*** Opening of DATA FOR THE TASK ***

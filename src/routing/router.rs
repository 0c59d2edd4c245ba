use std::collections::HashSet;
use thiserror::Error;
use tracing::debug;

use super::rule::{HandlerRef, RoutingRule, TopicMatch};
use crate::config::TopicConfig;

#[derive(Debug, Error, PartialEq, Eq)]
pub enum RoutingError {
    #[error("Topic pattern '{0}' is configured twice")]
    DuplicatePattern(String),

    #[error("Empty topic pattern for handler {0}")]
    EmptyPattern(HandlerRef),
}

/// Static topic → handler table.
///
/// Lookup order: the reserved discard topic, exact matches, the longest
/// matching prefix, then [`HandlerRef::Unrouted`]. Routing only decides; it
/// never decodes or acts.
#[derive(Debug, Clone)]
pub struct TopicRouter {
    rules: Vec<RoutingRule>,
    discard_topic: String,
}

impl TopicRouter {
    pub fn new(
        rules: Vec<RoutingRule>,
        discard_topic: impl Into<String>,
    ) -> Result<Self, RoutingError> {
        let mut seen = HashSet::new();
        for rule in &rules {
            let pattern = rule.matcher.pattern();
            if pattern.is_empty() {
                return Err(RoutingError::EmptyPattern(rule.handler));
            }
            let key = match &rule.matcher {
                TopicMatch::Exact(p) => format!("exact:{}", p),
                TopicMatch::Prefix(p) => format!("prefix:{}", p),
            };
            if !seen.insert(key) {
                return Err(RoutingError::DuplicatePattern(pattern.to_string()));
            }
        }

        debug!("Routing table built with {} rule(s)", rules.len());
        Ok(Self {
            rules,
            discard_topic: discard_topic.into(),
        })
    }

    /// Builds the hub's routing table from the configured topic vocabulary
    pub fn from_topics(topics: &TopicConfig) -> Result<Self, RoutingError> {
        let rules = vec![
            RoutingRule::exact(topics.room_data.clone(), HandlerRef::RoomReading),
            RoutingRule::exact(topics.battery.clone(), HandlerRef::BatteryLevel),
            RoutingRule::exact(topics.rf_received.clone(), HandlerRef::RfTransmission),
            RoutingRule::exact(topics.probes.clone(), HandlerRef::ProbeSighting),
            RoutingRule::exact(topics.computer_control.clone(), HandlerRef::ComputerControl),
            RoutingRule::exact(topics.computer_status.clone(), HandlerRef::ComputerStatus),
            RoutingRule::prefix(topics.socket_prefix(), HandlerRef::SocketCommand),
        ];
        Self::new(rules, topics.discard.clone())
    }

    pub fn route(&self, topic: &str) -> HandlerRef {
        if topic == self.discard_topic {
            return HandlerRef::Discard;
        }

        if let Some(rule) = self
            .rules
            .iter()
            .find(|rule| matches!(&rule.matcher, TopicMatch::Exact(exact) if exact == topic))
        {
            return rule.handler;
        }

        // max_by_key keeps the last maximum; iterate reversed so the first
        // configured rule wins a tie
        self.rules
            .iter()
            .rev()
            .filter(|rule| matches!(rule.matcher, TopicMatch::Prefix(_)))
            .filter(|rule| rule.matcher.matches(topic))
            .max_by_key(|rule| rule.matcher.pattern().len())
            .map(|rule| rule.handler)
            .unwrap_or(HandlerRef::Unrouted)
    }

    pub fn rules(&self) -> &[RoutingRule] {
        &self.rules
    }
}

*** Close of DATA FOR THE TASK ***

> PROBLEM TO WORK ON
Look through the entries above, and wherever a line holds the word "DuplicatePattern", copy it.

> FINISHED EXERCISE
    DuplicatePattern(String),
                return Err(RoutingError::DuplicatePattern(pattern.to_string()));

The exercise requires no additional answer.